__AIM OF THE TASK__.
Please count the lines of the listing below in which "ranked" occurs, and reply with the number only.

__AVAILABLE DATA__.
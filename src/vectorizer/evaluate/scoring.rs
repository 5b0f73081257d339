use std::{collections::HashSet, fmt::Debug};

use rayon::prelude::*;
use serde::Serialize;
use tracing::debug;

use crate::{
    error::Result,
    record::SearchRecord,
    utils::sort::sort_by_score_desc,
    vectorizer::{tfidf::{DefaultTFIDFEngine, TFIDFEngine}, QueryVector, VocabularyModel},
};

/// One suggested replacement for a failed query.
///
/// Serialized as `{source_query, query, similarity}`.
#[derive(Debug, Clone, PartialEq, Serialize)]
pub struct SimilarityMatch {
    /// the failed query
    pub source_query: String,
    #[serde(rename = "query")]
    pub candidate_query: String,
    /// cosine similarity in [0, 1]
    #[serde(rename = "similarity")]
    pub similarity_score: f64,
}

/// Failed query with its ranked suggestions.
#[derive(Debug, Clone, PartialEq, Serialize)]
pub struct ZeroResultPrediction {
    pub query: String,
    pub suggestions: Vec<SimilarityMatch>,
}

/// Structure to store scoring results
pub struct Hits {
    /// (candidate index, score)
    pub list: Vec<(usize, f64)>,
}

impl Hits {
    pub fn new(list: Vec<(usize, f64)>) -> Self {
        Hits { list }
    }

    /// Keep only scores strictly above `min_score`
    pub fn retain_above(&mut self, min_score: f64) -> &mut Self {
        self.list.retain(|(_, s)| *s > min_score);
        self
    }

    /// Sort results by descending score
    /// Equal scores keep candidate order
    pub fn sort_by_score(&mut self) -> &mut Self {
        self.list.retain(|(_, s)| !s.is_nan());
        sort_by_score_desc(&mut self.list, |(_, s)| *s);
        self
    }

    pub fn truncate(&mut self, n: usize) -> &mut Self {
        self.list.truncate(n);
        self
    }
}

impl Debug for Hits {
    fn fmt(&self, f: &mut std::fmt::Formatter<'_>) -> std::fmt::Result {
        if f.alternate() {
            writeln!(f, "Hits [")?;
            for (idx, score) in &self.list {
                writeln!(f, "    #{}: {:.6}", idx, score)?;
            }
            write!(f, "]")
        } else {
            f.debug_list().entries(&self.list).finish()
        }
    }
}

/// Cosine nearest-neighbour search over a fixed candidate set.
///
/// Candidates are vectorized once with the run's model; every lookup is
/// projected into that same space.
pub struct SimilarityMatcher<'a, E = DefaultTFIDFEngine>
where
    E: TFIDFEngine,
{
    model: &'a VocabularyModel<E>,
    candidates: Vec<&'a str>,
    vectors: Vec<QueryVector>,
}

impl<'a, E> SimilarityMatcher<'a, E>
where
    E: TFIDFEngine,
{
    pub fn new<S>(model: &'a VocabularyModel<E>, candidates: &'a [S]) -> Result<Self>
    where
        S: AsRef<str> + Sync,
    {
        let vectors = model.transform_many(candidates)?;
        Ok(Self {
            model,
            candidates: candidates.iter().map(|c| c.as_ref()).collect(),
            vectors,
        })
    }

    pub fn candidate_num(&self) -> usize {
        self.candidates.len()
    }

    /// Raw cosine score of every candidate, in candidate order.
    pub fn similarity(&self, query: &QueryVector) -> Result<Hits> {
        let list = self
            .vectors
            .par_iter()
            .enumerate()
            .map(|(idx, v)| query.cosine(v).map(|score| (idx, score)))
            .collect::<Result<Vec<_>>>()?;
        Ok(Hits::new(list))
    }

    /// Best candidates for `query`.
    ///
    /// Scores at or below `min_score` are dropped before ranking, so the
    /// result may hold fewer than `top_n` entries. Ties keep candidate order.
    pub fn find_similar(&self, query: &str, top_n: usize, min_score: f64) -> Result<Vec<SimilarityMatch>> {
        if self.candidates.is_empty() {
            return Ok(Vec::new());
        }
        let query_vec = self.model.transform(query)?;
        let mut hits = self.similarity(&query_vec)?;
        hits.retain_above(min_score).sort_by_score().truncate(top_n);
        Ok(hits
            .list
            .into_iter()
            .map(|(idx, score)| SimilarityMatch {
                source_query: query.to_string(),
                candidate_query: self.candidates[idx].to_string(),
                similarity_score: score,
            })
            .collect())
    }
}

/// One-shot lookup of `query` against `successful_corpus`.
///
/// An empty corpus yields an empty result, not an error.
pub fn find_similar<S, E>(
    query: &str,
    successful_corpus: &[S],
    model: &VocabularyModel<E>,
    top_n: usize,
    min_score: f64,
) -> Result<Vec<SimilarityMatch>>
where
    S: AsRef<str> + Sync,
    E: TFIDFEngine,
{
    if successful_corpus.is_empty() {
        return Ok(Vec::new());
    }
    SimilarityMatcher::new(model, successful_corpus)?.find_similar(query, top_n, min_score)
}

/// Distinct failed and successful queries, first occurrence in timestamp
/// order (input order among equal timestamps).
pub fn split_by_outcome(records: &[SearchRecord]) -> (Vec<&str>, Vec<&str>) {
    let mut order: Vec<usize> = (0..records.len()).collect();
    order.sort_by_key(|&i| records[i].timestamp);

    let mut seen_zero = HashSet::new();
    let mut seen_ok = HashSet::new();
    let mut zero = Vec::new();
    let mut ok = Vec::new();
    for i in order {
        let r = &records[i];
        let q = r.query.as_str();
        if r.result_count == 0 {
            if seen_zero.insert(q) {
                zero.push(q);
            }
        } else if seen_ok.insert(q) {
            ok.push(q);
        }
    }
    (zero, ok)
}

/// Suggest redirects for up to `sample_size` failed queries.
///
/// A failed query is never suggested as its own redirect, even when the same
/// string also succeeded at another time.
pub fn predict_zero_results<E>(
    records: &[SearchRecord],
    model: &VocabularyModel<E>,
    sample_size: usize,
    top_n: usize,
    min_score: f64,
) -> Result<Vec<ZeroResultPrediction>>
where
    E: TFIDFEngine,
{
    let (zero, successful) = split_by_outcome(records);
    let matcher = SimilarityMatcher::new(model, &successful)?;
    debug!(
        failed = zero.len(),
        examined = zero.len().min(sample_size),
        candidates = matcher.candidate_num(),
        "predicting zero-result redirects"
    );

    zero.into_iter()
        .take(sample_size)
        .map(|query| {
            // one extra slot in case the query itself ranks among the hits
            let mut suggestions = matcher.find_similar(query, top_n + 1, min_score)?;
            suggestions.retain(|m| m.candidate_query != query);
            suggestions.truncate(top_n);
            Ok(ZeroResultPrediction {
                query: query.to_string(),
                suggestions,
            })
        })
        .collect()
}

---

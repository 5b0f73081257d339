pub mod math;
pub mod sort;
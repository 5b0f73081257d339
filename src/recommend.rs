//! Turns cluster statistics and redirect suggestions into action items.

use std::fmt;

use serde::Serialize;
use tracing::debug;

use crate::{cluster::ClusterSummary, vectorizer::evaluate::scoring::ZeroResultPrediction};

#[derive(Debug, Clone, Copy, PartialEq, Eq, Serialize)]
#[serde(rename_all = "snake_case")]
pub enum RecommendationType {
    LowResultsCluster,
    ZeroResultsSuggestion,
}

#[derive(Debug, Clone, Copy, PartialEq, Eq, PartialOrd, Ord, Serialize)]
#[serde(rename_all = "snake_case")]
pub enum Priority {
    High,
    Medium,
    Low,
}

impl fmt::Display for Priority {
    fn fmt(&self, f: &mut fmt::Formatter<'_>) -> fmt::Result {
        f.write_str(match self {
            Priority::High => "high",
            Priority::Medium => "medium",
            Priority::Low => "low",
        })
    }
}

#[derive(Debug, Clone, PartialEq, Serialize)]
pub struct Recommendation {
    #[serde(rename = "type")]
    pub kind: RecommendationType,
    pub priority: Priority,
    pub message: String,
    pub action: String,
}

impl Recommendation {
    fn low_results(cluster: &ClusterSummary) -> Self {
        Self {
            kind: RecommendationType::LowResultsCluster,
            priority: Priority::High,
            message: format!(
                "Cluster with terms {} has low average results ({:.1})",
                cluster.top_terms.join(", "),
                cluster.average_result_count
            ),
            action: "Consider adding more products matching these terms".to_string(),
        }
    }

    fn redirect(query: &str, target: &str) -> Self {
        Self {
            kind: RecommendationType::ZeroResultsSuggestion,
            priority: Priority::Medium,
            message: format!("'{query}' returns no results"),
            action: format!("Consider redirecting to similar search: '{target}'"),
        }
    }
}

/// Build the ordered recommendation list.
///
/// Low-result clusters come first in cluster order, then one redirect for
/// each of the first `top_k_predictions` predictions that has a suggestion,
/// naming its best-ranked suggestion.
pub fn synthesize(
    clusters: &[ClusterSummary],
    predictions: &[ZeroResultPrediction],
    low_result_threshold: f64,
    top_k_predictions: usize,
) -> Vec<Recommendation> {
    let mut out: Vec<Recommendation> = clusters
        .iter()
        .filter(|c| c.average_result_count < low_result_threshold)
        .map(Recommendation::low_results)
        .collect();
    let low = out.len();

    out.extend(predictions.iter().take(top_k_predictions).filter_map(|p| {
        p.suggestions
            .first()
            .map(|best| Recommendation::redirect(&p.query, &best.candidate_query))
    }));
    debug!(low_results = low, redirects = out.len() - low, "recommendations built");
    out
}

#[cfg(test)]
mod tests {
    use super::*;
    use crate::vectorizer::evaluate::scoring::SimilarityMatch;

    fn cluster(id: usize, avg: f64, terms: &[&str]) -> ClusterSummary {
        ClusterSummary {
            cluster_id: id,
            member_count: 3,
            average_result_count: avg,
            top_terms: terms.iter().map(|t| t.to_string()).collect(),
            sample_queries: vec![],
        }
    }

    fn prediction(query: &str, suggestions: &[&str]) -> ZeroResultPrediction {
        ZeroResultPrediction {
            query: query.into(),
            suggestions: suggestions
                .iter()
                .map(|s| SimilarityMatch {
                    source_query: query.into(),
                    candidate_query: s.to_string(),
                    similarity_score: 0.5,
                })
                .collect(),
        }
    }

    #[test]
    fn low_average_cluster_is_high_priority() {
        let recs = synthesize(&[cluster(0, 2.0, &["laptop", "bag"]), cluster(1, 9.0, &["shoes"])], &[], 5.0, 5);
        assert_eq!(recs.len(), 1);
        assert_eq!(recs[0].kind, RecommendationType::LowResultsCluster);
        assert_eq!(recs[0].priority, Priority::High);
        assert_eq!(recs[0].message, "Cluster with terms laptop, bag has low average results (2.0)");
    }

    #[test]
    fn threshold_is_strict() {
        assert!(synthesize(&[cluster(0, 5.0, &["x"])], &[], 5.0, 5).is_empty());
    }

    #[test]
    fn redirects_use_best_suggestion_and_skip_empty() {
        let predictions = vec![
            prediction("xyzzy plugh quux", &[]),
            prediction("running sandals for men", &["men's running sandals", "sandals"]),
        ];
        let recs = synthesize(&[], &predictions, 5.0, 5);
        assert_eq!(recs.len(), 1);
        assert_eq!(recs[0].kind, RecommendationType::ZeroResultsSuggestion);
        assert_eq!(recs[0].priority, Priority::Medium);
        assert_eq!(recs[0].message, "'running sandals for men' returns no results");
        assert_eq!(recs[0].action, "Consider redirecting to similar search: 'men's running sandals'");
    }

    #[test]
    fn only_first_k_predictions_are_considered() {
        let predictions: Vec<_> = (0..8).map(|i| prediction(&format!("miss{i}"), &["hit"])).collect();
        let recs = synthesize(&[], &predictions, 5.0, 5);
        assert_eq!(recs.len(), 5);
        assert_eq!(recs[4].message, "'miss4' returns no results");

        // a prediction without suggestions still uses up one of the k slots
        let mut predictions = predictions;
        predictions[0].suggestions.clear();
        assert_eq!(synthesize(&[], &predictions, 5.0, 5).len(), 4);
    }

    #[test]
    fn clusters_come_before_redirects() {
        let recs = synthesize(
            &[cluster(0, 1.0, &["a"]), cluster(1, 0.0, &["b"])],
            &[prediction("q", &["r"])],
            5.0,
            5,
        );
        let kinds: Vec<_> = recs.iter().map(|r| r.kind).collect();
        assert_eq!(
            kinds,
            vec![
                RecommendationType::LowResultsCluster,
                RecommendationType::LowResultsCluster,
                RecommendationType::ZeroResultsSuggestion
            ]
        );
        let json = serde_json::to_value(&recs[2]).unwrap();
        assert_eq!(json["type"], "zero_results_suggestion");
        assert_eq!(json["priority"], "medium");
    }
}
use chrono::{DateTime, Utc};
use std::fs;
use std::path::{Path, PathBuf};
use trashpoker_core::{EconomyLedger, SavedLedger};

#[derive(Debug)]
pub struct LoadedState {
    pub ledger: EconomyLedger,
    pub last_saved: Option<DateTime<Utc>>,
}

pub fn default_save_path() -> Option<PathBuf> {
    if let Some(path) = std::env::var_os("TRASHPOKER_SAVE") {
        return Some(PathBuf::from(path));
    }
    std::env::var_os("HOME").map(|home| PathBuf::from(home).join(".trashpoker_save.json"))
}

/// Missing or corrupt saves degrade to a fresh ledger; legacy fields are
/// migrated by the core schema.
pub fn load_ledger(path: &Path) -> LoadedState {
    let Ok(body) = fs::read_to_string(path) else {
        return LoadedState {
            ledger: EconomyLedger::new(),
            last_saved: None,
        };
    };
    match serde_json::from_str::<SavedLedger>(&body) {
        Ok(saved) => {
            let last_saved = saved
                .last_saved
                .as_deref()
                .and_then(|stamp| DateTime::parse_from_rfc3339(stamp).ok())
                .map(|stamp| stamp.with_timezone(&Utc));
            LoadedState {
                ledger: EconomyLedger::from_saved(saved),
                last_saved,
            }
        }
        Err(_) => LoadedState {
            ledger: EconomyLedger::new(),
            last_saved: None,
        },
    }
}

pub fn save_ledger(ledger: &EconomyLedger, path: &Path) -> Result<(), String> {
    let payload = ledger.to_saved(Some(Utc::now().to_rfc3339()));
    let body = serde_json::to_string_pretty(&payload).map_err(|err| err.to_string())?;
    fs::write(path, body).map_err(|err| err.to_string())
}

__TASK RESPONSE__.
2